John Pollard, the US gemmological consultant and speaker from Pollard Professional Services in Texas said: “There is no doubt that synthetic diamonds will continue to occupy a growing segment of the market. Meanwhile, disclosure and transparency are keys to the continued growth of the diamond market.”

Vice-chairman of GJEPC, Pankaj Parekh, announced that non-disclosure especially in the wholesale sector and in small sizes, is a major problem facing the industry. Once the diamonds are set in jewellery, they become more difficult to test whether they are natural or synthetic. However, a broad awareness should be spread among the traders on the effects and ramifications of non-disclosure.

 The regional chairman of GJEPC, Chandrakant Sanghavi further added: "The problem is not on the manufacturing side, but on the trading side. However, it is important that the trade should follow the 3Ds, that is, disclosure, differentiation and detection.

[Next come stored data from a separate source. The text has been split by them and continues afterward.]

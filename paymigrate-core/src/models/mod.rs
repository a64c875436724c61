//! Data models for detected source-API usage
//!
//! These types are produced by the detector and consumed, read-only, by the
//! mapping resolver and the migration engine.

pub mod detection;
pub mod endpoint;
pub mod language;

pub use detection::{
    CommentMatch, ConfigRefKind, ConfigReference, DetectionReport, EndpointMatch, FieldMatch,
    HttpCallMatch,
};
pub use endpoint::{DetectedEndpoint, EndpointType};
pub use language::Language;
//! Source languages the detector understands

use serde::{Deserialize, Serialize};

/// Language of a unit of source text
#[derive(Debug, Clone, Copy, PartialEq, Eq, Hash, Serialize, Deserialize)]
#[serde(rename_all = "lowercase")]
pub enum Language {
    JavaScript,
    TypeScript,
    Python,
    Php,
    Java,
    CSharp,
    Ruby,
    Go,
    /// Anything else; generic heuristics only
    Unknown,
}

impl Language {
    /// All concrete languages
    pub fn all() -> [Language; 8] {
        [
            Language::JavaScript,
            Language::TypeScript,
            Language::Python,
            Language::Php,
            Language::Java,
            Language::CSharp,
            Language::Ruby,
            Language::Go,
        ]
    }

    /// Tag used in requests, history records and file-extension lookup
    pub fn as_str(&self) -> &'static str {
        match self {
            Language::JavaScript => "javascript",
            Language::TypeScript => "typescript",
            Language::Python => "python",
            Language::Php => "php",
            Language::Java => "java",
            Language::CSharp => "csharp",
            Language::Ruby => "ruby",
            Language::Go => "go",
            Language::Unknown => "unknown",
        }
    }

    /// Parse a language tag; unknown tags map to [`Language::Unknown`]
    pub fn from_tag(tag: &str) -> Language {
        match tag.trim().to_lowercase().as_str() {
            "javascript" | "js" | "javascriptreact" | "node" => Language::JavaScript,
            "typescript" | "ts" | "typescriptreact" => Language::TypeScript,
            "python" | "py" => Language::Python,
            "php" => Language::Php,
            "java" => Language::Java,
            "csharp" | "c#" | "cs" => Language::CSharp,
            "ruby" | "rb" => Language::Ruby,
            "go" | "golang" => Language::Go,
            _ => Language::Unknown,
        }
    }

    /// Detect the language of a file from its extension
    pub fn from_path(path: &std::path::Path) -> Language {
        paymigrate_utils::detect_language(path).map_or(Language::Unknown, Language::from_tag)
    }

    /// Languages whose statements are delimited by braces and semicolons
    pub fn is_brace_language(&self) -> bool {
        matches!(
            self,
            Language::JavaScript
                | Language::TypeScript
                | Language::Java
                | Language::CSharp
                | Language::Php
        )
    }

    /// Whether a missing statement terminator is an error rather than a style issue
    pub fn requires_semicolons(&self) -> bool {
        matches!(self, Language::Java | Language::CSharp | Language::Php)
    }
}

impl std::fmt::Display for Language {
    fn fmt(&self, f: &mut std::fmt::Formatter<'_>) -> std::fmt::Result {
        f.write_str(self.as_str())
    }
}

Parcels of small diamonds are vulnerable to being contaminated by synthetic diamonds, and there currently exists no mechanism to reliably and economically check large parcels of small stones. It is entirely conceivable that synthetic stones could reach the end consumers."

The World Federation of Diamond Bourse (WFDB) informed all its members that the diamonds invoiced and on the memo are natural diamonds and not synthetic unless otherwise stated in writing.

GIA notes that synthetic diamonds are an entirely legal new category of product. However, failure to disclose the fact that diamonds are synthetic is a violation of trading laws in most countries, as this would constitute deception or misrepresentation.

Furthermore, the US Federal Trade Commission (FTC), the World Jewellery Federation (CIBJO) and WFDB specifically require traders of synthetic diamonds to prominently disclose the fact that the products they sell are man-made.


Detection capability

Nowadays, stones above 20 points are usually accompanied by grading reports. The retailers are increasingly requesting certification of smaller goods as well, starting already at 10 points. Anything smaller would require parcel assessments, because per-stone certification would become too costly otherwise.

The issue lies mainly with smaller goods. Synthetics can be grown and polished to very small sizes, and mixed with natural diamonds of similar sizes and qualities.

In terms of identification, specialized devices such as DiamondSure, DiamondView and DiamondPlus are used to screen and examine stones that may be synthetic. IGI worldwide co-CEO Marc Brauner told Hong Kong Jewellery: “We have established a new way to screen parcels of melees faster than before.”

“In order to distinguish synthetics from natural stones, we follow a meticulous number of procedures and processes for each stone. From visual observation to testing with relevant equipment, we distinguish the diamonds between naturally mined type-II, naturally mined type-II treated by HPHT in order to change the colour, and man-made type-II, aka CVD synthetic including treated or not treated by HPHT,” he added.

He also suggested that besides having goods checked in the lab, buyers should be alert for too attractively-priced diamonds, and ensure that they purchase from established suppliers known to be reliable.

IGI uses FTIR spectroscopy analysis, photoluminescence spectroscopy analysis, phosphorescence spectroscopy analysis, detailed gemmological observations and more for further analysis and identification.



Disclosure of synthetics is an issue for concern. The challenge for the industry is to safeguard consumer confidence through ethical and transparent marketing. GIA and IGI both noted that as long as CVD diamonds’ origin is disclosed and consumers are informed, the market will determine what role synthetics will play. Gemological laboratories must keep up their efforts in research, identification, and innovation, and industry players should continue raising awareness for gemmological testing.